Problem description: Carry over every entry exactly as it appears in the records.

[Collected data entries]

────────────────

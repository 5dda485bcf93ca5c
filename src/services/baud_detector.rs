//! Detect the baud rate a sketch configures with `Serial.begin(...)`

use log::{debug, info};
use regex::Regex;
use std::fs::File;
use std::io::{BufRead, BufReader};
use std::path::Path;
use std::sync::LazyLock;

static SERIAL_BEGIN: LazyLock<Regex> = LazyLock::new(|| {
    Regex::new(r"Serial\.begin\((\d+)\);").expect("Serial.begin pattern is valid")
});

/// Scan a sketch source file for its baud rate.
///
/// Returns 0 when the file cannot be read or has no usable
/// `Serial.begin(<n>);` call, meaning the caller keeps its default.
pub fn detect_baud_rate(sketch_file: &Path) -> u32 {
    match File::open(sketch_file) {
        Ok(file) => detect_in_reader(BufReader::new(file)),
        Err(e) => {
            info!(
                "Failed to read sketch: {} (sketch={})",
                e,
                sketch_file.display()
            );
            0
        }
    }
}

/// Scan line by line; only the first matching line is considered
pub fn detect_in_reader<R: BufRead>(reader: R) -> u32 {
    for line in reader.lines() {
        let line = match line {
            Ok(line) => line,
            Err(e) => {
                info!("Failed to read sketch: {}", e);
                return 0;
            }
        };

        if let Some(captures) = SERIAL_BEGIN.captures(&line) {
            let digits = &captures[1];
            return match digits.parse::<u32>() {
                Ok(baud) => {
                    debug!("Found Serial.begin({}) in sketch", baud);
                    baud
                }
                Err(e) => {
                    info!("Failed to parse baud rate from sketch: {} ({})", e, digits);
                    0
                }
            };
        }
    }

    0
}

#[cfg(test)]
mod tests {
    use super::*;
    use std::io::Cursor;

    #[test]
    fn test_detects_serial_begin() {
        let sketch = "void setup() {\n  Serial.begin(115200);\n}\n";
        assert_eq!(detect_in_reader(Cursor::new(sketch)), 115200);
    }

    #[test]
    fn test_no_serial_begin() {
        let sketch = "void setup() {\n  pinMode(13, OUTPUT);\n}\n";
        assert_eq!(detect_in_reader(Cursor::new(sketch)), 0);
    }

    #[test]
    fn test_first_match_wins() {
        let sketch = "Serial.begin(57600);\nSerial.begin(9600);\n";
        assert_eq!(detect_in_reader(Cursor::new(sketch)), 57600);
    }

    #[test]
    fn test_requires_exact_call_form() {
        assert_eq!(detect_in_reader(Cursor::new("Serial.begin(BAUD);\n")), 0);
        assert_eq!(detect_in_reader(Cursor::new("Serial.begin( 9600 );\n")), 0);
        assert_eq!(detect_in_reader(Cursor::new("Serial1.begin(9600);\n")), 0);
    }

    #[test]
    fn test_overflow_yields_zero() {
        let sketch = "Serial.begin(99999999999999);\nSerial.begin(9600);\n";
        assert_eq!(detect_in_reader(Cursor::new(sketch)), 0);
    }

    #[test]
    fn test_missing_file_yields_zero() {
        assert_eq!(detect_baud_rate(Path::new("/nonexistent/blink/blink.ino")), 0);
    }
}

────────────────

Task solution:
repository 5dda485bcf93ca5c
filename src/services/baud_detector.rs
//! Detect the baud rate a sketch configures with `Serial.begin(...)`

use log::{debug, info};
use regex::Regex;
use std::fs::File;
use std::io::{BufRead, BufReader};
use std::path::Path;
use std::sync::LazyLock;

static SERIAL_BEGIN: LazyLock<Regex> = LazyLock::new(|| {
    Regex::new(r"Serial\.begin\((\d+)\);").expect("Serial.begin pattern is valid")
});

/// Scan a sketch source file for its baud rate.
///
/// Returns 0 when the file cannot be read or has no usable
/// `Serial.begin(<n>);` call, meaning the caller keeps its default.
pub fn detect_baud_rate(sketch_file: &Path) -> u32 {
    match File::open(sketch_file) {
        Ok(file) => detect_in_reader(BufReader::new(file)),
        Err(e) => {
            info!(
                "Failed to read sketch: {} (sketch={})",
                e,
                sketch_file.display()
            );
            0
        }
    }
}

/// Scan line by line; only the first matching line is considered
pub fn detect_in_reader<R: BufRead>(reader: R) -> u32 {
    for line in reader.lines() {
        let line = match line {
            Ok(line) => line,
            Err(e) => {
                info!("Failed to read sketch: {}", e);
                return 0;
            }
        };

        if let Some(captures) = SERIAL_BEGIN.captures(&line) {
            let digits = &captures[1];
            return match digits.parse::<u32>() {
                Ok(baud) => {
                    debug!("Found Serial.begin({}) in sketch", baud);
                    baud
                }
                Err(e) => {
                    info!("Failed to parse baud rate from sketch: {} ({})", e, digits);
                    0
                }
            };
        }
    }

    0
}

#[cfg(test)]
mod tests {
    use super::*;
    use std::io::Cursor;

    #[test]
    fn test_detects_serial_begin() {
        let sketch = "void setup() {\n  Serial.begin(115200);\n}\n";
        assert_eq!(detect_in_reader(Cursor::new(sketch)), 115200);
    }

    #[test]
    fn test_no_serial_begin() {
        let sketch = "void setup() {\n  pinMode(13, OUTPUT);\n}\n";
        assert_eq!(detect_in_reader(Cursor::new(sketch)), 0);
    }

    #[test]
    fn test_first_match_wins() {
        let sketch = "Serial.begin(57600);\nSerial.begin(9600);\n";
        assert_eq!(detect_in_reader(Cursor::new(sketch)), 57600);
    }

    #[test]
    fn test_requires_exact_call_form() {
        assert_eq!(detect_in_reader(Cursor::new("Serial.begin(BAUD);\n")), 0);
        assert_eq!(detect_in_reader(Cursor::new("Serial.begin( 9600 );\n")), 0);
        assert_eq!(detect_in_reader(Cursor::new("Serial1.begin(9600);\n")), 0);
    }

    #[test]
    fn test_overflow_yields_zero() {
        let sketch = "Serial.begin(99999999999999);\nSerial.begin(9600);\n";
        assert_eq!(detect_in_reader(Cursor::new(sketch)), 0);
    }

    #[test]
    fn test_missing_file_yields_zero() {
        assert_eq!(detect_baud_rate(Path::new("/nonexistent/blink/blink.ino")), 0);
    }
}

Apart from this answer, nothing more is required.